Wie stehen Sie zur Krise? Hat Sie sie voll erwischt? Machen Sie schon Kurzarbeit oder bangen Sie gar um Ihren Arbeitsplatz? Die Zeiten sind hart, aber wie wirkt sich das auf die Prozessverbesserungs-Aktivitäten aus? Da könnte man doch meinen, wo nun die Aufträge schwinden, hat man genügend Ressourcen zur Verfügung, um endlich mal die Dinge zu verbessern, die in der Vergangenheit so oft so schief liefen. Und doch denkt man gerade in schlechten Zeiten nicht unbedingt zuerst an Prozesse, denn mit denen verdient man ja schließlich kein Geld. Oder doch?
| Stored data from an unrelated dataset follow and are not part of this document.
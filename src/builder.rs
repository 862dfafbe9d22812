// Copyright (c) 2025 nnsearch Contributors
// Licensed under the nnsearch License. See LICENSE file for details.

//! Index construction.

use std::time::Instant;

use rand::{Rng, SeedableRng};
use rand_chacha::ChaCha8Rng;
use tracing::info;

use crate::dataset::Dataset;
use crate::error::Result;
use crate::index::{autotune, Index, Structure};
use crate::params::IndexParams;

/// Builds an [`Index`] over a [`Dataset`].
///
/// Parameters are validated before any work starts, and a failed build
/// returns nothing partial. Randomized families draw from a ChaCha8 stream;
/// fix it with [`IndexBuilder::seed`] for reproducible builds.
///
/// ```rust
/// use nnsearch::{Dataset, IndexBuilder, IndexFamily, IndexParams, LshParams};
///
/// let data = Dataset::new((0..64).map(|i| i as f64).collect(), 32, 2).unwrap();
/// let index = IndexBuilder::new(IndexParams::Lsh(LshParams::default().key_size(8)))
///     .seed(42)
///     .build(&data)
///     .unwrap();
/// assert_eq!(index.family(), IndexFamily::Lsh);
/// ```
#[derive(Debug, Clone)]
pub struct IndexBuilder {
    params: IndexParams,
    seed: Option<u64>,
}

impl IndexBuilder {
    pub fn new(params: IndexParams) -> Self {
        Self { params, seed: None }
    }

    /// Seed the construction RNG.
    pub fn seed(mut self, seed: u64) -> Self {
        self.seed = Some(seed);
        self
    }

    /// Build the index. The returned index shares `dataset`'s buffer.
    ///
    /// # Errors
    ///
    /// - [`AnnError::InvalidParams`](crate::AnnError::InvalidParams) for out-of-domain parameters
    /// - [`AnnError::NoFeasibleConfiguration`](crate::AnnError::NoFeasibleConfiguration) when
    ///   autotuning cannot sample enough rows
    pub fn build(&self, dataset: &Dataset) -> Result<Index> {
        self.params.validate()?;

        let seed = self.seed.unwrap_or_else(|| rand::thread_rng().gen());
        let mut rng = ChaCha8Rng::seed_from_u64(seed);
        let start = Instant::now();

        let index = match self.params {
            IndexParams::Autotuned(params) => autotune::tune(dataset, &params, &mut rng)?,
            params => {
                let structure = Structure::build(&params, dataset, &mut rng)?;
                Index::from_parts(dataset.clone(), params, structure, None)
            }
        };

        info!(
            family = %index.family(),
            rows = dataset.rows(),
            dim = dataset.cols(),
            seed,
            memory_bytes = index.memory_bytes(),
            elapsed_ms = start.elapsed().as_millis() as u64,
            "index built"
        );
        Ok(index)
    }
}

#[cfg(test)]
mod tests {
    use super::*;
    use crate::error::AnnError;
    use crate::params::{Checks, IndexFamily, KMeansParams, KdTreeParams};

    fn data() -> Dataset {
        Dataset::new((0..120).map(|i| ((i * 37) % 101) as f64).collect(), 40, 3).unwrap()
    }

    #[test]
    fn test_invalid_params_rejected_before_build() {
        let err = IndexBuilder::new(IndexParams::KMeans(KMeansParams::default().branching(1)))
            .build(&data())
            .unwrap_err();
        assert!(matches!(err, AnnError::InvalidParams(_)));
    }

    #[test]
    fn test_index_shares_dataset() {
        let data = data();
        let index = IndexBuilder::new(IndexParams::Linear).build(&data).unwrap();
        assert!(index.dataset().shares_buffer(&data));
        assert_eq!(index.family(), IndexFamily::Linear);
        assert_eq!(index.dim(), 3);
        assert_eq!(index.rows(), 40);
    }

    #[test]
    fn test_seeded_builds_agree() {
        let data = data();
        let params = IndexParams::KdTree(KdTreeParams::default().trees(2));
        let a = IndexBuilder::new(params).seed(9).build(&data).unwrap();
        let b = IndexBuilder::new(params).seed(9).build(&data).unwrap();
        let queries = data.select_rows(&[0, 7, 19]).unwrap();
        assert_eq!(
            a.query(&queries, 4, Checks::Limited(3)).unwrap(),
            b.query(&queries, 4, Checks::Limited(3)).unwrap()
        );
    }
}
Ich denke, es macht gerade in solchen Zeit Sinn, Verbesserungs-Initiativen zu starten. Dafür gibt es mehrere Gründe:

  • Wie eingangs erwähnt, sind Mitarbeiter evtl. eher verfügbar, wenn die Auftragslage schlecht ist. Jetzt hat kann man den einen oder anderen fähigen Mitarbeiter dazu bewegen, an Prozessverbesserung mitzuarbeiten, den man sonst nie bekommen hätte, da er sowieso schon total überlastet war.
  • Die Motivation der Mitarbeiter kann man dahin lenken, dass sie nun am ehesten einsehen, dass sich etwas ändern muss, um aus der Krise heraus zu kommen. Sie einzubeziehen zeigt ihnen, dass sie wichtig sind und man sie halten will. Gemeinsam gestärkt aus der Krise könnte das Motto lauten, dem alle folgen.
  • Auch das obere Management weiß, dass es etwas tun muss, und Prozessverbesserung könnte da einen wichtigen Teil der Strategie ausmachen. Überzeugungsarbeit leistet man hier am besten mit Zahlen.

Natürlich gilt auch in Krisenzeiten alles, was sonst gilt, um Veränderung herbeizuführen, etwa: Probleme von den Akteuren selbst identifizieren lassen, alles in kleinen Schritten umsetzen, aber den Blick auf das große Ganze lenken und jede Änderung pilotieren, schulen und strukturiert ausrollen.

Wie läuft’s bei Ihnen? Werden die Prozessverbesserungs-Aktivitäten in schlechten Zeiten eher hoch- oder runtergefahren?